Bugs are a consequence of the nature of human factors in the programming task. They arise from oversights or mutual misunderstandings made by a software team during specification, design, coding, data entry and documentation. For example: In creating a relatively simple program to sort a list of words into alphabetical order, one's design might fail to consider what should happen when a word contains a hyphen. Perhaps, when converting the abstract design into the chosen programming language, one might inadvertently create an off-by-one error and fail to sort the last word in the list. Finally, when typing the resulting program into the computer, one might accidentally type a '<' where a '>' was intended, perhaps resulting in the words being sorted into reverse alphabetical order. More complex bugs can arise from unintended interactions between different parts of a computer program. This frequently occurs because computer programs can be complex — millions of lines long in some cases — often having been programmed by many people over a great length of time, so that programmers are unable to mentally track every possible way in which parts can interact. Another category of bug called a race condition comes about either when a process is running in more than one thread or two or more processes run simultaneously, and the exact order of execution of the critical sequences of code have not been properly synchronized.
The software industry has put much effort into finding methods for preventing programmers from inadvertently introducing bugs while writing software. These include:
- Programming style
- While typos in the program code most likely are caught by the compiler, a bug usually appears when the programmer makes a logic error. Various innovations in programming style and defensive programming are designed to make these bugs less likely, or easier to spot.
- Programming techniques
- Bugs often create inconsistencies in the internal data of a running program. Programs can be written to check the consistency of their own internal data while running. If an inconsistency is encountered, the program can immediately halt, so that the bug can be located and fixed. Alternatively, the program can simply inform the user, attempt to correct the inconsistency, and continue running.

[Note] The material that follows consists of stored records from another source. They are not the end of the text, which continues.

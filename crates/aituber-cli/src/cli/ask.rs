//! One-shot question: start a conversation, send one message, print the reply.

use anyhow::Result;
use futures_util::StreamExt;

use crate::cli::chat::renderer::print_streaming_token;
use crate::state::AppState;

/// # Examples
///
/// ```bash
/// aituber ask "What did I tell you about tea?" -c hiyori
/// aituber ask "Hi!" --no-stream --json
/// ```
pub async fn ask(
    state: &AppState,
    character_id: &str,
    user_id: &str,
    message: &str,
    stream: bool,
    json: bool,
) -> Result<()> {
    let orchestrator = &state.orchestrator;
    let conversation = orchestrator
        .get_or_create_conversation(character_id, user_id, None)
        .await;
    let conversation_id = conversation.conversation_id().to_string();

    // JSON output needs the whole reply anyway.
    let reply = if stream && !json {
        let mut tokens = orchestrator
            .process_message_stream(&conversation_id, message)
            .await?;
        let mut reply = String::new();
        while let Some(token) = tokens.next().await {
            let token = token?;
            print_streaming_token(&token);
            reply.push_str(&token);
        }
        println!();
        reply
    } else {
        orchestrator.process_message(&conversation_id, message).await?
    };

    if json {
        let out = serde_json::json!({
            "conversation_id": conversation_id,
            "character_id": character_id,
            "user_id": user_id,
            "reply": reply,
        });
        println!("{}", serde_json::to_string_pretty(&out)?);
    } else if !stream {
        println!("{reply}");
    }

    orchestrator.delete_conversation(&conversation_id);
    Ok(())
}
#[cfg(test)]
mod tests {
    use super::*;
    use crate::sqlite::pool::database_url;
    use chrono::Duration;
    use tempfile::TempDir;

    async fn test_store() -> (SqliteFragmentStore, TempDir) {
        let dir = tempfile::tempdir().unwrap();
        let pool = DatabasePool::new(&database_url(&dir.path().join("memory.db")))
            .await
            .unwrap();
        (SqliteFragmentStore::new(pool), dir)
    }

    fn fragment(id: &str, owner: &str, embedding: Vec<f32>, age_secs: i64) -> MemoryFragment {
        let at = Utc::now() - Duration::seconds(age_secs);
        MemoryFragment {
            id: id.to_string(),
            owner_id: owner.to_string(),
            author_id: "u1".to_string(),
            text: format!("text {id}"),
            embedding,
            metadata: MemoryMetadata::from([("source".to_string(), "test".to_string())]),
            created_at: at,
            updated_at: at,
        }
    }

    #[test]
    fn test_embedding_blob_layout() {
        let bytes = encode_embedding(&[1.0, -0.5]);
        assert_eq!(bytes.len(), 8);
        assert_eq!(&bytes[..4], &1.0f32.to_le_bytes());
        assert_eq!(decode_embedding(&bytes).unwrap(), vec![1.0, -0.5]);
        assert!(decode_embedding(&[0, 1, 2]).is_err());
    }

    #[test]
    fn test_datetime_format_is_fixed_width() {
        let a = format_datetime(&"2025-01-01T00:00:00Z".parse().unwrap());
        let b = format_datetime(&"2025-01-01T00:00:00.5Z".parse().unwrap());
        assert_eq!(a.len(), b.len());
        assert!(a < b);
    }

    #[tokio::test]
    async fn test_insert_and_get() {
        let (store, _dir) = test_store().await;
        let f = fragment("a", "c1", vec![0.25, 0.5, 1.0], 0);
        store.insert(&f).await.unwrap();

        let loaded = store.get("a").await.unwrap().unwrap();
        assert_eq!(loaded.text, f.text);
        assert_eq!(loaded.embedding, f.embedding);
        assert_eq!(loaded.metadata["source"], "test");
        assert_eq!(loaded.created_at.timestamp_micros(), f.created_at.timestamp_micros());
        assert!(store.get("missing").await.unwrap().is_none());
    }

    #[tokio::test]
    async fn test_duplicate_insert_is_conflict() {
        let (store, _dir) = test_store().await;
        let f = fragment("a", "c1", vec![1.0], 0);
        store.insert(&f).await.unwrap();
        assert!(matches!(store.insert(&f).await, Err(RepositoryError::Conflict(_))));
    }

    #[tokio::test]
    async fn test_list_pagination_in_creation_order() {
        let (store, _dir) = test_store().await;
        store.insert(&fragment("new", "c1", vec![1.0], 0)).await.unwrap();
        store.insert(&fragment("old", "c1", vec![1.0], 30)).await.unwrap();
        store.insert(&fragment("mid", "c1", vec![1.0], 10)).await.unwrap();
        store.insert(&fragment("else", "c2", vec![1.0], 20)).await.unwrap();

        let ids: Vec<String> = store
            .list("c1", None, 10, 0)
            .await
            .unwrap()
            .into_iter()
            .map(|f| f.id)
            .collect();
        assert_eq!(ids, vec!["old", "mid", "new"]);

        let page = store.list("c1", None, 2, 1).await.unwrap();
        assert_eq!(page.len(), 2);
        assert_eq!(page[0].id, "mid");
        assert_eq!(store.count("c1", None).await.unwrap(), 3);
    }

    #[tokio::test]
    async fn test_search_orders_by_distance_and_scopes_owner() {
        let (store, _dir) = test_store().await;
        store.insert(&fragment("near", "c1", vec![1.0, 0.1], 0)).await.unwrap();
        store.insert(&fragment("far", "c1", vec![0.0, 1.0], 0)).await.unwrap();
        store.insert(&fragment("foreign", "c2", vec![1.0, 0.0], 0)).await.unwrap();
        store.insert(&fragment("wrong-dim", "c1", vec![1.0, 0.0, 0.0], 0)).await.unwrap();

        let hits = store.search("c1", &[1.0, 0.0], 10).await.unwrap();
        let ids: Vec<&str> = hits.iter().map(|h| h.fragment.id.as_str()).collect();
        assert_eq!(ids, vec!["near", "far"]);
        assert!(hits[0].distance < hits[1].distance);

        assert_eq!(store.search("c1", &[1.0, 0.0], 1).await.unwrap().len(), 1);
    }

    #[tokio::test]
    async fn test_search_tie_prefers_most_recent() {
        let (store, _dir) = test_store().await;
        store.insert(&fragment("older", "c1", vec![1.0, 0.0], 60)).await.unwrap();
        store.insert(&fragment("newer", "c1", vec![1.0, 0.0], 0)).await.unwrap();

        let hits = store.search("c1", &[1.0, 0.0], 10).await.unwrap();
        assert_eq!(hits[0].fragment.id, "newer");
        assert_eq!(hits[1].fragment.id, "older");
    }

    #[tokio::test]
    async fn test_update_delete_and_delete_all() {
        let (store, _dir) = test_store().await;
        let mut f = fragment("a", "c1", vec![1.0, 0.0], 0);
        store.insert(&f).await.unwrap();
        store.insert(&fragment("b", "c1", vec![1.0, 0.0], 0)).await.unwrap();

        f.text = "changed".to_string();
        f.embedding = vec![0.0, 1.0];
        assert!(store.update(&f).await.unwrap());
        let loaded = store.get("a").await.unwrap().unwrap();
        assert_eq!(loaded.text, "changed");
        assert_eq!(loaded.embedding, vec![0.0, 1.0]);

        assert!(!store.update(&fragment("zzz", "c1", vec![1.0], 0)).await.unwrap());

        assert!(store.delete("a").await.unwrap());
        assert!(!store.delete("a").await.unwrap());
        assert_eq!(store.delete_all("c1", None).await.unwrap(), 1);
        assert_eq!(store.count("c1", None).await.unwrap(), 0);
    }

    #[tokio::test]
    async fn test_author_scoped_list_count_and_delete() {
        let (store, _dir) = test_store().await;
        let mut from_ken = fragment("k1", "c1", vec![1.0], 20);
        from_ken.author_id = "ken".to_string();
        store.insert(&from_ken).await.unwrap();
        store.insert(&fragment("a", "c1", vec![1.0], 10)).await.unwrap();
        store.insert(&fragment("b", "c1", vec![1.0], 0)).await.unwrap();

        let ken = store.list("c1", Some("ken"), 10, 0).await.unwrap();
        assert_eq!(ken.len(), 1);
        assert_eq!(ken[0].id, "k1");
        assert_eq!(store.count("c1", Some("u1")).await.unwrap(), 2);
        assert_eq!(store.count("c1", None).await.unwrap(), 3);

        assert_eq!(store.delete_all("c1", Some("u1")).await.unwrap(), 2);
        let left = store.list("c1", None, 10, 0).await.unwrap();
        assert_eq!(left.len(), 1);
        assert_eq!(left[0].author_id, "ken");
    }

    #[tokio::test]
    async fn test_corrupt_rows_are_skipped_by_search() {
        let (store, _dir) = test_store().await;
        store.insert(&fragment("good", "c1", vec![1.0, 0.0], 0)).await.unwrap();
        sqlx::query(
            r#"INSERT INTO memory_fragments
                   (id, owner_id, author_id, text, embedding, dimension, metadata,
                    created_at, updated_at)
               VALUES ('bad', 'c1', 'u1', 'x', x'00000000', 2, 'not json',
                       '2025-01-01T00:00:00.000000Z', '2025-01-01T00:00:00.000000Z')"#,
        )
        .execute(&store.pool().writer)
        .await
        .unwrap();

        let hits = store.search("c1", &[1.0, 0.0], 10).await.unwrap();
        assert_eq!(hits.len(), 1);
        assert_eq!(hits[0].fragment.id, "good");
        assert!(matches!(store.get("bad").await, Err(RepositoryError::Corrupt(_))));
    }
}
use super::{StrategyContext, finalize};
use crate::core::error::AdviceResult;
use crate::core::scoring::{
    annuity_future_value, cash_flow_feasibility, format_currency, format_percent, priority_for,
};
use crate::core::types::{AdviceCategory, AdviceItem, ProjectedImpact};

const CONTRIBUTION_CANDIDATES: [f64; 3] = [200.0, 500.0, 1_000.0];

const ALLOCATION_MIN_YEARS: u32 = 10;
const ALLOCATION_RETURN_CEILING: f64 = 0.07;
const ALLOCATION_UPLIFT: f64 = 0.015;
const ALLOCATION_TARGET_CAP: f64 = 0.08;
const ALLOCATION_HORIZON_CAP: u32 = 10;
const ALLOCATION_FEASIBILITY: f64 = 60.0;

pub fn investment_contribution_advice(ctx: &StrategyContext<'_>) -> AdviceResult<Vec<AdviceItem>> {
    let years = ctx.params.years_to_retirement();
    if years == 0 || ctx.snapshots.is_empty() {
        return Ok(Vec::new());
    }
    let months = f64::from(years.saturating_mul(12));
    let monthly_rate = ctx.params.investment_return / 12.0;
    let average_cash_flow = ctx.trailing_cash_flow();

    let mut advice = Vec::with_capacity(CONTRIBUTION_CANDIDATES.len());
    for increase in CONTRIBUTION_CANDIDATES {
        let future_value = annuity_future_value(increase, monthly_rate, months);
        let feasibility = cash_flow_feasibility(increase, average_cash_flow);
        let effectiveness = (future_value / 10_000.0 * 10.0).min(95.0);
        let amount = format_currency(increase);

        advice.push(finalize(AdviceItem {
            id: format!("investment-contribution-{}", increase as u64),
            category: AdviceCategory::Investment,
            priority: priority_for(effectiveness, feasibility),
            title: format!("Increase monthly investment contribution by {amount}"),
            description: format!(
                "Investing an extra {amount} a month at {} grows to about {} over {years} years.",
                format_percent(ctx.params.investment_return),
                format_currency(future_value)
            ),
            actions: vec![
                format!("Automate an additional {amount} transfer to investments each payday"),
                "Choose low-cost diversified funds for the extra contribution".to_string(),
            ],
            projected_impact: ProjectedImpact {
                timeline_savings_years: None,
                cost_savings: None,
                additional_assets: Some(future_value),
            },
            feasibility_score: feasibility,
            effectiveness_score: effectiveness,
            person_id: None,
            person_specific_changes: None,
        })?);
    }
    Ok(advice)
}

pub fn allocation_advice(ctx: &StrategyContext<'_>) -> AdviceResult<Vec<AdviceItem>> {
    let years = ctx.params.years_to_retirement();
    let current_return = ctx.params.investment_return;
    if years <= ALLOCATION_MIN_YEARS || current_return >= ALLOCATION_RETURN_CEILING {
        return Ok(Vec::new());
    }
    let Some(first) = ctx.first() else {
        return Ok(Vec::new());
    };

    let improved_return = (current_return + ALLOCATION_UPLIFT).min(ALLOCATION_TARGET_CAP);
    let horizon = f64::from(years.min(ALLOCATION_HORIZON_CAP));
    let balance = first.investments;
    let current_outcome = balance * (1.0 + current_return).powf(horizon);
    let improved_outcome = balance * (1.0 + improved_return).powf(horizon);
    let gain = improved_outcome - current_outcome;
    if gain <= 0.0 {
        return Ok(Vec::new());
    }
    let effectiveness = (gain / 10_000.0 * 10.0).min(85.0);

    let item = AdviceItem {
        id: "investment-allocation-growth".to_string(),
        category: AdviceCategory::Investment,
        priority: priority_for(effectiveness, ALLOCATION_FEASIBILITY),
        title: "Review asset allocation for long-term growth".to_string(),
        description: format!(
            "With {years} years until retirement, moving from {} to {} expected return adds about {} over {} years.",
            format_percent(current_return),
            format_percent(improved_return),
            format_currency(gain),
            horizon as u32
        ),
        actions: vec![
            "Compare the current portfolio mix against a growth-oriented allocation".to_string(),
            "Rebalance gradually to manage market-timing risk".to_string(),
            "Confirm the new risk level suits your tolerance".to_string(),
        ],
        projected_impact: ProjectedImpact {
            timeline_savings_years: None,
            cost_savings: None,
            additional_assets: Some(gain),
        },
        feasibility_score: ALLOCATION_FEASIBILITY,
        effectiveness_score: effectiveness,
        person_id: None,
        person_specific_changes: None,
    };
    Ok(vec![finalize(item)?])
}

- Development methodologies
- There are several schemes for managing programmer activity, so that fewer bugs are produced. Many of these fall under the discipline of software engineering (which addresses software design issues as well). For example, formal program specifications are used to state the exact behavior of programs, so that design bugs can be eliminated. Unfortunately, formal specifications are impractical or impossible for anything but the shortest programs, because of problems of combinatorial explosion and indeterminacy.
- Programming language support
- Programming languages often include features which help programmers prevent bugs, such as static type systems, restricted name spaces and modular programming, among others. For example, when a programmer writes (pseudocode)
LET REAL_VALUE PI = "THREE AND A BIT", although this may be syntactically correct, the code fails a type check. Depending on the language and implementation, this may be caught by the compiler or at runtime. In addition, many recently-invented languages have deliberately excluded features which can easily lead to bugs, at the expense of making code slower than it need be: the general principle being that, because of Moore's law, computers get faster and software engineers get slower; it is almost always better to write simpler, slower code than "clever", inscrutable code, especially considering that maintenance cost is considerable. For example, the Java programming language does not support pointer arithmetic; implementations of some languages such as Pascal and scripting languages often have runtime bounds checking of arrays, at least in a debugging build.
- Code analysis
- Tools for code analysis help developers by inspecting the program text beyond the compiler's capabilities to spot potential problems. Although in general the problem of finding all programming errors given a specification is not solvable (see halting problem), these tools exploit the fact that human programmers tend to make the same kinds of mistakes when writing software.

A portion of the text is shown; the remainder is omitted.